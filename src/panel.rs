//! Values shown in the region census overlay.

use crate::census::RegionTotals;

#[derive(Debug, Clone, Copy, PartialEq, Eq)]
pub enum NumberFormat {
    Number,
    Money,
}

/// One labelled value of the overlay panel.
#[derive(Debug, Clone, PartialEq, Eq)]
pub struct PanelRow {
    pub label: &'static str,
    pub value: i64,
    pub format: NumberFormat,
}

impl PanelRow {
    fn number(label: &'static str, value: i64) -> Self {
        Self {
            label,
            value,
            format: NumberFormat::Number,
        }
    }

    pub fn text(&self) -> String {
        match self.format {
            NumberFormat::Number => format_number(self.value),
            NumberFormat::Money => format_money(self.value),
        }
    }
}

/// The overlay rows, in display order.
pub fn panel_rows(totals: &RegionTotals) -> Vec<PanelRow> {
    vec![
        PanelRow::number("Residential", totals.residential_population),
        PanelRow::number("R§", totals.r1),
        PanelRow::number("R§§", totals.r2),
        PanelRow::number("R§§§", totals.r3),
        PanelRow::number("Commercial", totals.commercial_jobs),
        PanelRow::number("Cs§", totals.cs1),
        PanelRow::number("Cs§§", totals.cs2),
        PanelRow::number("Cs§§§", totals.cs3),
        PanelRow::number("Co§§", totals.co2),
        PanelRow::number("Co§§§", totals.co3),
        PanelRow::number("Industrial", totals.industrial_jobs),
        PanelRow::number("IR", totals.ir),
        PanelRow::number("ID", totals.id),
        PanelRow::number("IM", totals.im),
        PanelRow::number("IHT", totals.iht),
        PanelRow::number("Total Cities", totals.total_cities()),
        PanelRow::number("Developed Cities", totals.developed_cities),
        PanelRow::number("Undeveloped Cities", totals.undeveloped_cities),
        PanelRow {
            label: "Region Funds",
            value: totals.region_funds,
            format: NumberFormat::Money,
        },
    ]
}

fn group_digits(value: u64) -> String {
    let digits = value.to_string();
    let mut out = String::with_capacity(digits.len() + digits.len() / 3);

    for (i, c) in digits.chars().enumerate() {
        if i > 0 && (digits.len() - i) % 3 == 0 {
            out.push(',');
        }
        out.push(c);
    }
    out
}

/// Formats `value` with `,` between groups of three digits.
pub fn format_number(value: i64) -> String {
    let sign = if value < 0 { "-" } else { "" };
    format!("{sign}{}", group_digits(value.unsigned_abs()))
}

/// Like [`format_number`], with the `§` currency glyph in front of the digits.
pub fn format_money(value: i64) -> String {
    let sign = if value < 0 { "-" } else { "" };
    format!("{sign}§{}", group_digits(value.unsigned_abs()))
}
..............................
-- TASK PROMPT --
Each line that mentions the string "PartialEq" must be copied from the listing.

-- RESPONSE BELOW --
#[derive(Debug, Clone, Copy, PartialEq, Eq)]
#[derive(Debug, Clone, PartialEq, Eq)]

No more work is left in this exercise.